Mein letzter absichtlich geplanter Anbau liegt zwei Jahre zurück. Danach sind immer wieder neue Pflanzen aus Samen heruntergefallener Früchte aufgegangen, auch dieses Jahr. Die Samen bleiben also auch im Freiland sehr lange keimfähig, die Pflanze hat in unseren Breiten trotz fehlender Frostfestigkeit ein gewisses Unkrautpotential. Dieses Jahr kamen sie ebenfalls von selbst auf, massenhaft im Juni trotz eines sehr kalten Frühlings in der Nähe des alten Standorts. Jetzt fruchten sie bereits und haben kräftig an Höhe gewonnen. Das ist der richtige Zeitpunkt, um mehr über diese Gartenpflanze zu schreiben und ein paar Bilder zu zeigen:

Erste Blüten - weiss bis hellviolett
Fruchtstände erscheinen
...und werden reif

Die Pflanzen werden immer höher
Reife Früchte, von selbst abgefallen

Der Geschmack? Nun ja. Es ist ja immer mehr als verdächtig, wenn besonders wohlklingende Namen für Obst oder Gemüse nachträglich erfunden werden. Auch hier bestätigte sich der Verdacht. Die Litschitomate schmeckt weder nach Litschi noch nach Tomate und auch nicht Richtung Physalis, sondern sie ist säuerlich, auch noch bei Vollreife.
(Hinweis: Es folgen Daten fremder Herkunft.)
//! The notification dispatcher.
//!
//! Receives chain-progress notifications from the validation pipeline and
//! forwards them, synchronously and in a fixed order, to the subsystems that
//! maintain derived masternode and quorum state.
//!
//! # Tip updates
//!
//! `updated_block_tip` is the only gated path:
//!
//! 1. A pure disconnect (`new_tip == fork_point`) notifies nobody.
//! 2. The masternode list manager and the sync state machine always run.
//! 3. The activation flags are always recomputed.
//! 4. During initial block download, or in lite mode, dispatch stops here.
//! 5. Chain locks, privatesend, privatesend client, instantsend, governance,
//!    quorum manager and DKG session manager run, in that order.
//!
//! The first failing hook aborts the rest of the sequence and its error is
//! returned unchanged.

use crate::chain::{AUTOLOCK_DEPLOYMENT, ChainState, Connman, DeploymentStates};
use crate::error::HookResult;
use crate::flags::ActivationFlags;
use crate::subsystems::{
    ChainLocksHandler, DeterministicMnManager, DkgSessionManager, Governance, InstantSend,
    MasternodeSync, PrivateSend, PrivateSendClient, QuorumInstantSend, QuorumManager,
};
use dsnotify_sdk::config::ConsensusParams;
use dsnotify_sdk::objects::{BlockIndex, ChainEvent, DeterministicMnList, Transaction, TxPosition};
use std::sync::Arc;
use tracing::{debug, info};

/// Dispatch policy.
#[derive(Debug, Clone, Copy, PartialEq, Eq, Default)]
pub struct DispatcherConfig {
    /// Skip the optional subsystems on tip updates.
    pub lite_mode: bool,
    pub consensus: ConsensusParams,
}

/// Handles to every subsystem the dispatcher notifies.
#[derive(Clone)]
pub struct Collaborators {
    pub masternode_sync: Arc<dyn MasternodeSync>,
    pub mn_list_manager: Arc<dyn DeterministicMnManager>,
    pub chain_locks: Arc<dyn ChainLocksHandler>,
    pub private_send: Arc<dyn PrivateSend>,
    /// Absent on nodes built or configured without a wallet.
    pub private_send_client: Option<Arc<dyn PrivateSendClient>>,
    pub instant_send: Arc<dyn InstantSend>,
    pub governance: Arc<dyn Governance>,
    pub quorum_manager: Arc<dyn QuorumManager>,
    pub dkg_session_manager: Arc<dyn DkgSessionManager>,
    pub quorum_instant_send: Arc<dyn QuorumInstantSend>,
}

pub struct NotificationDispatcher {
    config: DispatcherConfig,
    collaborators: Collaborators,
    chain: Arc<dyn ChainState>,
    deployments: Arc<dyn DeploymentStates>,
    connman: Arc<dyn Connman>,
    flags: Arc<ActivationFlags>,
}

impl NotificationDispatcher {
    pub fn new(
        config: DispatcherConfig,
        collaborators: Collaborators,
        chain: Arc<dyn ChainState>,
        deployments: Arc<dyn DeploymentStates>,
        connman: Arc<dyn Connman>,
    ) -> Self {
        Self {
            config,
            collaborators,
            chain,
            deployments,
            connman,
            flags: Arc::new(ActivationFlags::new()),
        }
    }

    /// Publish activation flags through an existing shared object instead of
    /// a private one.
    pub fn with_flags(mut self, flags: Arc<ActivationFlags>) -> Self {
        self.flags = flags;
        self
    }

    /// Activation flags as of the last connected tip.
    pub fn flags(&self) -> &Arc<ActivationFlags> {
        &self.flags
    }

    /// Replay the current active tip to every subsystem, as if it had just
    /// been connected. Called once at startup.
    ///
    /// With no active tip there is nothing to describe and nobody is notified.
    pub fn initialize_current_block_tip(&self) -> HookResult {
        let initial_download = self.chain.is_initial_block_download();
        match self.chain.active_tip() {
            Some(tip) => self.updated_block_tip(&tip, None, initial_download),
            None => {
                debug!("No active tip yet, skipping initial tip notification");
                Ok(())
            }
        }
    }

    pub fn accepted_block_header(&self, header: &BlockIndex) -> HookResult {
        debug!(height = header.height, hash = %header.hash, "Accepted block header");
        // Sync progress estimation reads chain-lock state, so chain locks go first.
        self.collaborators.chain_locks.on_accepted_header(header)?;
        self.collaborators.masternode_sync.on_accepted_header(header)
    }

    pub fn notify_header_tip(&self, header: &BlockIndex, initial_download: bool) -> HookResult {
        debug!(
            height = header.height,
            hash = %header.hash,
            initial_download,
            "Header tip changed"
        );
        self.collaborators
            .masternode_sync
            .on_header_tip(header, initial_download, self.connman.as_ref())
    }

    pub fn updated_block_tip(
        &self,
        new_tip: &BlockIndex,
        fork_point: Option<&BlockIndex>,
        initial_download: bool,
    ) -> HookResult {
        if fork_point == Some(new_tip) {
            debug!(
                height = new_tip.height,
                hash = %new_tip.hash,
                "Blocks disconnected without a new tip, nothing to dispatch"
            );
            return Ok(());
        }

        debug!(
            height = new_tip.height,
            hash = %new_tip.hash,
            fork_height = fork_point.map(|f| f.height),
            initial_download,
            "Updated block tip"
        );

        let c = &self.collaborators;
        let connman = self.connman.as_ref();

        c.mn_list_manager.on_updated_tip(new_tip)?;
        c.masternode_sync
            .on_updated_tip(new_tip, initial_download, connman)?;

        self.update_activation_flags(new_tip);

        if initial_download {
            debug!(
                height = new_tip.height,
                "Initial block download, skipping optional subsystems"
            );
            return Ok(());
        }
        if self.config.lite_mode {
            debug!(height = new_tip.height, "Lite mode, skipping optional subsystems");
            return Ok(());
        }

        c.chain_locks.on_updated_tip(new_tip, fork_point)?;
        c.private_send.on_updated_tip(new_tip)?;
        if let Some(client) = &c.private_send_client {
            client.on_updated_tip(new_tip)?;
        }
        c.instant_send.on_updated_tip(new_tip)?;
        c.governance.on_updated_tip(new_tip, connman)?;
        c.quorum_manager
            .on_updated_tip(new_tip, fork_point, initial_download)?;
        c.dkg_session_manager
            .on_updated_tip(new_tip, fork_point, initial_download)
    }

    pub fn sync_transaction(
        &self,
        tx: &Transaction,
        block: Option<&BlockIndex>,
        position: TxPosition,
    ) -> HookResult {
        debug!(
            txid = %tx.txid,
            block_height = block.map(|b| b.height),
            position = ?position,
            "Sync transaction"
        );
        let c = &self.collaborators;
        c.quorum_instant_send.on_sync_transaction(tx, block, position)?;
        c.instant_send.on_sync_transaction(tx, block, position)?;
        c.private_send.on_sync_transaction(tx, block, position)
    }

    pub fn notify_masternode_list_changed(&self, new_list: &DeterministicMnList) -> HookResult {
        debug!(
            height = new_list.height,
            masternodes = new_list.masternodes.len(),
            valid = new_list.valid_count(),
            "Masternode list changed"
        );
        let governance = &self.collaborators.governance;
        let connman = self.connman.as_ref();
        // Votes may reference objects resolved by the first pass.
        governance.reconcile_orphan_objects(connman)?;
        governance.reconcile_orphan_votes(connman)?;
        governance.cleanup_caches()
    }

    pub fn notify_chain_lock(&self, block: &BlockIndex) -> HookResult {
        debug!(height = block.height, hash = %block.hash, "Chain lock formed");
        self.collaborators
            .quorum_instant_send
            .on_chain_lock_formed(block)
    }

    /// Route an owned event to the matching notification.
    pub fn dispatch(&self, event: &ChainEvent) -> HookResult {
        match event {
            ChainEvent::AcceptedBlockHeader { header } => self.accepted_block_header(header),
            ChainEvent::HeaderTip {
                header,
                initial_download,
            } => self.notify_header_tip(header, *initial_download),
            ChainEvent::UpdatedBlockTip {
                new_tip,
                fork_point,
                initial_download,
            } => self.updated_block_tip(new_tip, fork_point.as_ref(), *initial_download),
            ChainEvent::Transaction {
                tx,
                block,
                position,
            } => self.sync_transaction(tx, block.as_ref(), *position),
            ChainEvent::MasternodeListChanged { list } => {
                self.notify_masternode_list_changed(list)
            }
            ChainEvent::ChainLock { block } => self.notify_chain_lock(block),
        }
    }

    fn update_activation_flags(&self, tip: &BlockIndex) {
        let dip0001 = self.config.consensus.dip0001_active_at(tip.height);
        if self.flags.set_dip0001_active_at_tip(dip0001) != dip0001 {
            info!(height = tip.height, active = dip0001, "DIP0001 activation at tip changed");
        }

        let autolock = self
            .deployments
            .threshold_state(tip, AUTOLOCK_DEPLOYMENT)
            .is_active();
        if self.flags.set_autolock_active(autolock) != autolock {
            info!(
                height = tip.height,
                deployment = %AUTOLOCK_DEPLOYMENT,
                active = autolock,
                "InstantSend autolock activation changed"
            );
        }
    }
}
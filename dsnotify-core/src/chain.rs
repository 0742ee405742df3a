//! Interfaces onto state owned by the validation pipeline and the network
//! layer.

use dsnotify_sdk::objects::{BlockIndex, Deployment, ThresholdState};

/// Deployment whose threshold state drives the instant-send auto-lock flag.
///
/// Auto-locking has no deployment of its own and reuses DIP0003's.
pub const AUTOLOCK_DEPLOYMENT: Deployment = Deployment::Dip0003;

/// Read access to the active chain.
pub trait ChainState: Send + Sync {
    /// The block at the head of the active chain, if any block is connected.
    fn active_tip(&self) -> Option<BlockIndex>;

    /// Whether the node is still in initial block download.
    fn is_initial_block_download(&self) -> bool;
}

/// Version-bits deployment state query.
pub trait DeploymentStates: Send + Sync {
    /// Threshold state of `deployment` for the block after `tip`.
    fn threshold_state(&self, tip: &BlockIndex, deployment: Deployment) -> ThresholdState;
}

/// Connection manager handle passed through to subsystems that talk to peers.
pub trait Connman: Send + Sync {
    fn peer_count(&self) -> usize;
}
//! Interface the validation pipeline uses to announce chain progress.

use crate::dispatcher::NotificationDispatcher;
use crate::error::HookResult;
use dsnotify_sdk::objects::{BlockIndex, DeterministicMnList, Transaction, TxPosition};

/// Receiver of validation events.
///
/// Every method defaults to doing nothing so listeners only implement what
/// they care about. The pipeline serializes calls per event stream.
pub trait ValidationInterface: Send + Sync {
    fn accepted_block_header(&self, _header: &BlockIndex) -> HookResult {
        Ok(())
    }

    fn notify_header_tip(&self, _header: &BlockIndex, _initial_download: bool) -> HookResult {
        Ok(())
    }

    fn updated_block_tip(
        &self,
        _new_tip: &BlockIndex,
        _fork_point: Option<&BlockIndex>,
        _initial_download: bool,
    ) -> HookResult {
        Ok(())
    }

    fn sync_transaction(
        &self,
        _tx: &Transaction,
        _block: Option<&BlockIndex>,
        _position: TxPosition,
    ) -> HookResult {
        Ok(())
    }

    fn notify_masternode_list_changed(&self, _new_list: &DeterministicMnList) -> HookResult {
        Ok(())
    }

    fn notify_chain_lock(&self, _block: &BlockIndex) -> HookResult {
        Ok(())
    }
}

impl ValidationInterface for NotificationDispatcher {
    fn accepted_block_header(&self, header: &BlockIndex) -> HookResult {
        NotificationDispatcher::accepted_block_header(self, header)
    }

    fn notify_header_tip(&self, header: &BlockIndex, initial_download: bool) -> HookResult {
        NotificationDispatcher::notify_header_tip(self, header, initial_download)
    }

    fn updated_block_tip(
        &self,
        new_tip: &BlockIndex,
        fork_point: Option<&BlockIndex>,
        initial_download: bool,
    ) -> HookResult {
        NotificationDispatcher::updated_block_tip(self, new_tip, fork_point, initial_download)
    }

    fn sync_transaction(
        &self,
        tx: &Transaction,
        block: Option<&BlockIndex>,
        position: TxPosition,
    ) -> HookResult {
        NotificationDispatcher::sync_transaction(self, tx, block, position)
    }

    fn notify_masternode_list_changed(&self, new_list: &DeterministicMnList) -> HookResult {
        NotificationDispatcher::notify_masternode_list_changed(self, new_list)
    }

    fn notify_chain_lock(&self, block: &BlockIndex) -> HookResult {
        NotificationDispatcher::notify_chain_lock(self, block)
    }
}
Nicht ganz vollreif würde ich sie sogar als "ungeniessbar" bezeichnen. Die kleinen aber harten Kerne stören ebenfalls. Das Aroma ist nachtschattenartig, nicht stark, das Restaroma kommt wenig angenehm. Nichts, das man freiwillig isst. Immerhin die Hühner haben sie ser Kerne wegen sehr gerne gefressen und es schadete ihnen nicht.

Heftiges Stachelzeug
Die Pflanzen hatten auch etwas Probleme. Man musste sie anbinden, bei Sturm werden sie leicht umgerissen und einige Äste kippten wegen des reichen Fruchtbehangs ab. An den Blättern frassen Kartoffelkäfer, andere Blätter zeigten Symptome wie bei Braunfäule an Kartoffelpflanzen. Sie hielten aber gut durch bis zum Frost. Gepflanzt hatte ich sie ursprünglich am Grundstücksrand mit der Intention, dort etwas dekoratives stehen zu haben und Passanten mittels der Stacheln etwas auf Abstand von meinen Melonen in der Nähe zu halten. Als eine Pflanze bedenklich Richtung Strasse kippte, wirkt das wie der Angriff eines Stachelmonsters auf die Öffentlichkeit. Kein Passant traute sich, von den leicht zu greifenden roten Früchten zu probieren, sie sehen einfach zu suspekt aus, wirken wie roten Tollkirschen. Sie soll auch nicht selbstfruchtbar sein, für Fruchtansatz werden mehrere Sämlinge benötigt. Die ich immer hatte, der Beweis des Gegenteils steht also aus.

Prädikat: Was für den Ziergarten. Der Nutzgärtner muss sie nicht haben.